• **Given information**
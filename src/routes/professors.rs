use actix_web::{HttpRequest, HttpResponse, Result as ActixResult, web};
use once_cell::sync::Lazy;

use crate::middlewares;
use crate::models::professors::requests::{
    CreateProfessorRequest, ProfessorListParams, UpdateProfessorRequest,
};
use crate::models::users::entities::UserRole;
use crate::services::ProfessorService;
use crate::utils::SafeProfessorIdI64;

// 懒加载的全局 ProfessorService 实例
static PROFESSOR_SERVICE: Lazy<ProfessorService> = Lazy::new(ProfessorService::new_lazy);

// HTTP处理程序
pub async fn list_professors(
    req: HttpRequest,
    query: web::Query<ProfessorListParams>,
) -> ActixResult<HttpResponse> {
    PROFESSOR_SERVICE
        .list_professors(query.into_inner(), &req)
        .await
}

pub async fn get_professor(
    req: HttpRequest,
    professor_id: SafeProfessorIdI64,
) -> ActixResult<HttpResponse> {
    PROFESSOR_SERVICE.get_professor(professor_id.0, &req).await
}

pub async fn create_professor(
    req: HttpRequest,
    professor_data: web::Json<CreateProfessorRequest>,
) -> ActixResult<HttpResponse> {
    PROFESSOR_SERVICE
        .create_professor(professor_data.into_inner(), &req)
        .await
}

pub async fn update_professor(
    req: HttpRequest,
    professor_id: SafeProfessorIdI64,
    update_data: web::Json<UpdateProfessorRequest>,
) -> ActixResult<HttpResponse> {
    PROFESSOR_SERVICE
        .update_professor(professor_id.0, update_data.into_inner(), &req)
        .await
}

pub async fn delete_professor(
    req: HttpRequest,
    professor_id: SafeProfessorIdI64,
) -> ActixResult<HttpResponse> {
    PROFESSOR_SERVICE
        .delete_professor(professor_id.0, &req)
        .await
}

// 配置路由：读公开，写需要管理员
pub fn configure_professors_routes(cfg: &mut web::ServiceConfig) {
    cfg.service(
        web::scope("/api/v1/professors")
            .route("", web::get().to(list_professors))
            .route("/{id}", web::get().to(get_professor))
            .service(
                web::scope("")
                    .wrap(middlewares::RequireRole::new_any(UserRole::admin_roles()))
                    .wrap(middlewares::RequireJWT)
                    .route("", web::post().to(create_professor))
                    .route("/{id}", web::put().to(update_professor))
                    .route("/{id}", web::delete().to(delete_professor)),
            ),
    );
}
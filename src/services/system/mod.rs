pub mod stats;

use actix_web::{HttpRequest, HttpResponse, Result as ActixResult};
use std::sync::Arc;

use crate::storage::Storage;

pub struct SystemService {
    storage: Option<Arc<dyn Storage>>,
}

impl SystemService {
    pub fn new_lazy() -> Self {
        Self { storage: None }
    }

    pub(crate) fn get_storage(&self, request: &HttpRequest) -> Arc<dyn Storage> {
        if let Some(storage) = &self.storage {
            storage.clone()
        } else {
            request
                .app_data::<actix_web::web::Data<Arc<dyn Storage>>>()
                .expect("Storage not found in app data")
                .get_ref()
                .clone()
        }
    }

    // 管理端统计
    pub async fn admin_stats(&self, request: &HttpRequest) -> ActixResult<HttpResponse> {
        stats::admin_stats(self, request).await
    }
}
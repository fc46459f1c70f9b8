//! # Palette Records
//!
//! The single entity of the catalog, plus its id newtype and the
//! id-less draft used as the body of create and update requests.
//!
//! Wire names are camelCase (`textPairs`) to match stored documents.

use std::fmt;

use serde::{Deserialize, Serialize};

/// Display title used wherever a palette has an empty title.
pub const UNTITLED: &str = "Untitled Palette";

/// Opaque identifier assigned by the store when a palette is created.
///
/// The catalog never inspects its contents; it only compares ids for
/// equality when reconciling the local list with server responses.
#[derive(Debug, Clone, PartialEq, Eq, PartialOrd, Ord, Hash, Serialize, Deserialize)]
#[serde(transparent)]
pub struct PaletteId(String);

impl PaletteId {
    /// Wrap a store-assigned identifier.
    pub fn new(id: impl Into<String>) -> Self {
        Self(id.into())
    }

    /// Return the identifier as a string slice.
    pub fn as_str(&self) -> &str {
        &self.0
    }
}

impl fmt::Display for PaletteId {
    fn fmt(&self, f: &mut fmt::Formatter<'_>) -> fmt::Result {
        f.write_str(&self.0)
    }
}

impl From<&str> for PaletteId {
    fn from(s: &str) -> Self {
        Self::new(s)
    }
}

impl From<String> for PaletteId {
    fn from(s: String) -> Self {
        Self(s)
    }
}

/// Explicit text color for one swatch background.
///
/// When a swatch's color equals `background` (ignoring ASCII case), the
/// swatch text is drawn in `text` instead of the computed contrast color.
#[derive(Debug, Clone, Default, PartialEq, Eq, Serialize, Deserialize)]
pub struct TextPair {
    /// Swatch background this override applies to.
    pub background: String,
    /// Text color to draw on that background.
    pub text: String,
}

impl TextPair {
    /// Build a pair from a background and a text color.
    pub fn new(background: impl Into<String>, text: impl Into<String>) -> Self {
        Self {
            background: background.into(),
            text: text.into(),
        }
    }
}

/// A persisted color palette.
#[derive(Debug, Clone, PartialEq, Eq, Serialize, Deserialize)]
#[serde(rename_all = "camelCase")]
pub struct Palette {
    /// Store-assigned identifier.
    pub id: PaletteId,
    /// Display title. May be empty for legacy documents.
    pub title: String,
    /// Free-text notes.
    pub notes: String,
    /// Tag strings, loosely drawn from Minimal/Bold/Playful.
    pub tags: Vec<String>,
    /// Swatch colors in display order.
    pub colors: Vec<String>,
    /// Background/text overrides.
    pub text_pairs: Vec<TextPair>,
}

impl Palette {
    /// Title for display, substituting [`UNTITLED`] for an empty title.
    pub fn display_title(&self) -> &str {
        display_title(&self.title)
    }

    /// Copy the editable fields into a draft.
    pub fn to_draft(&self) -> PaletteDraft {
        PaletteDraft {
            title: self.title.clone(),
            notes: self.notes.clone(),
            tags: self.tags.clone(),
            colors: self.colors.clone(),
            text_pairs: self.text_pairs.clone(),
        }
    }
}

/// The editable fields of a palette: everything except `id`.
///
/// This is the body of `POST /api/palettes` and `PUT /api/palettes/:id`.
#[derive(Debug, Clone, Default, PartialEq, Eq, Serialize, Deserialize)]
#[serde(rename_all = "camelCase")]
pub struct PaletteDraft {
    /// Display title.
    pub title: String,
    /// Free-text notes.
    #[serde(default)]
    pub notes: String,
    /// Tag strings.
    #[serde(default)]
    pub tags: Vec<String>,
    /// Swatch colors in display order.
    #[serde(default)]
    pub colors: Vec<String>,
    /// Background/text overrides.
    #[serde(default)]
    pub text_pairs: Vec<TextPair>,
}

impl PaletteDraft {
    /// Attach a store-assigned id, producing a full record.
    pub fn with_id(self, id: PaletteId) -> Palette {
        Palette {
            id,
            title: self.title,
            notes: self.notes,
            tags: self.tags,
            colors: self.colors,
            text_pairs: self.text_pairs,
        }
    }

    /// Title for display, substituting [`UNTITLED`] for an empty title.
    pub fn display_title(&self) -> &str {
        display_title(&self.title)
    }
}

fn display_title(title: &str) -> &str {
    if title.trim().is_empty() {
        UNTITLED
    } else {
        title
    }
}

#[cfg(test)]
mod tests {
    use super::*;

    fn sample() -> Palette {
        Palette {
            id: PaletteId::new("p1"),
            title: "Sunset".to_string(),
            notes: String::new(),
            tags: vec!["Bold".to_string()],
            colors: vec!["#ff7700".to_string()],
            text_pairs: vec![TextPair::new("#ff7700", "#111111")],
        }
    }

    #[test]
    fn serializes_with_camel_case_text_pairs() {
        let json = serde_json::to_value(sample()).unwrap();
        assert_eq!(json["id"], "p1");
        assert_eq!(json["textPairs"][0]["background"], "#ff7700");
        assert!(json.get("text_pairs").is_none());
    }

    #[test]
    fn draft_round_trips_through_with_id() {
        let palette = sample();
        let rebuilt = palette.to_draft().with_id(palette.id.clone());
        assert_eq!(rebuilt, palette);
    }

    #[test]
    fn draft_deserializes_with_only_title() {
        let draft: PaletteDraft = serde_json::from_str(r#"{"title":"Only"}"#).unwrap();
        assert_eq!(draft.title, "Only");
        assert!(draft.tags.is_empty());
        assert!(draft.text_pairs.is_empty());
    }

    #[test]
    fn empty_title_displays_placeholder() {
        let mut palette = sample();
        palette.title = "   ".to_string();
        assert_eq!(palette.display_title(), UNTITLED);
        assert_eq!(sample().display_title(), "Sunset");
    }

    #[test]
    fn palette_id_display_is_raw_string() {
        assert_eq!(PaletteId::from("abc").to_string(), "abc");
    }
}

• **Required action**
Quote the records above from their first line through the line containing "use crate::services::ProfessorService;", both ends included.

• **Result of this task**
filename src/routes/professors.rs
use actix_web::{HttpRequest, HttpResponse, Result as ActixResult, web};
use once_cell::sync::Lazy;

use crate::middlewares;
use crate::models::professors::requests::{
    CreateProfessorRequest, ProfessorListParams, UpdateProfessorRequest,
};
use crate::models::users::entities::UserRole;
use crate::services::ProfessorService;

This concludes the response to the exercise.